Pour ces crimes et délits graves, le juge pourra, à la place de la déchéance de nationalité, décider - cette fois pour tous les Français, y compris mononationaux - de déchoir la personne condamnée de tout ou partie des droits civiques attachés à la nationalité: droit de vote, d'éligibilité, d'exercer une fonction juridictionnelle ou publique. Et, dans ce cas-là aussi, il s'agira d'une déchéance "définitive", précise le texte.
"Le juge décidera et du crime et de la déchéance", "ça correspond à ce que Manuel Valls a parfaitement perçu comme doutes" au sein de la gauche, s'est félicité dimanche le porte-parole du gouvernement Stéphane Le Foll, invité du Grand Rendez-vous Europe 1-iTÉLÉ-Le Monde.
Le caractère définitif de la déchéance des droits civiques pourrait être "contraire à la Convention européenne des droits de l'Homme", a toutefois pointé auprès de l'AFP Serge Slama, maître de conférences en droit public.

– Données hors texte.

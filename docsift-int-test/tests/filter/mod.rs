mod equality_test;
mod logical_test;
mod operator_error_test;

Quid aussi désormais, s'interroge-t-il au vu de la nouvelle rédaction dans le code pénal, des peines de déchéance de nationalité pour des faits antérieurs à l'application de la future loi ? "Nous apporterons des précisions sur ces points par voie d'amendements lors du débat parlementaire", assure une source gouvernementale.
La révision constitutionnelle, dénoncée par des milliers de manifestants samedi à travers le pays, prévoit aussi d'inscrire dans la Loi fondamentale l'état d'urgence. Après un vote conforme des deux assemblées, le texte nécessite, au bout du compte, une approbation des 3/5e du Parlement réuni en Congrès à Versailles.
Le projet de loi constitutionnelle sera débattu à partir de vendredi à l'Assemblée nationale pour un vote attendu le 10 février. "Si on pouvait avoir un vote à l'identique sur le texte" lors de son passage en mars au Sénat, "on irait à ce moment-là le plus vite possible vers le Congrès", "dans l'idéal (en) mars-avril", a espéré dimanche Stéphane Le Foll.